Fidèle à la voie tracée dans ses précédents recueils, José-Flore Tappy avance, désolée, sur le sol précaire de la planète terre, répétant ses questions précises et dardant sur les êtres, les choses, un regard stupéfait. Faim, froid, pauvreté : pas moyen de s'extraire de cette étroitesse, sinon par l'exécution de quelques gestes quotidiens, solidaires, par d'humbles besognes et une opiniâtre patience. Les poèmes apparaissent dès lors, dans cette errance nocturne, comme autant de haltes haletantes face au vertige de l'immensité, courts et musicaux suspens de la conscience hallucinée, placés sous la clarté cosmique, interrogative et depuis toujours ambivalente de la lune.

José-Flore Tappy, Lunaires, La Dogana, 2001. 66 p.

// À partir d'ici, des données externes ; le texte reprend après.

//! Trait definitions for the acquisition module.

use async_trait::async_trait;
use std::path::Path;

use super::error::DownloadError;

/// Fetches a remote file into a local path.
#[async_trait]
pub trait Downloader: Send + Sync {
    /// Returns the name of this downloader implementation.
    fn name(&self) -> &str;

    /// Streams `url` into `destination`, returning the number of bytes written.
    ///
    /// On failure no partial file is left at `destination`.
    async fn download(&self, url: &str, destination: &Path) -> Result<u64, DownloadError>;
}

  Giovanni Raboni / Au livre de l'esprit

Il est temps de lire dans notre langue Giovanni Raboni, dont l'intense activité critique - en faveur d'oeuvres essentielles, mais longtemps sous-estimées, comme celles de Bertolucci et Caproni - ou encore sa traduction intégrale de la Recherche, feraient presque oublier qu'il est aussi, et d'abord, un poète. Une tonalité, une vibration, clairement reconnaissables, un humus de perceptions, d'affects et d'inquiétudes, qui impose en quelques vers un monde, un rapport de l'auteur à lui-même où dominent le doute et la lucidité, une conscience aiguë des identités mensongères et de la précarité de toute existence...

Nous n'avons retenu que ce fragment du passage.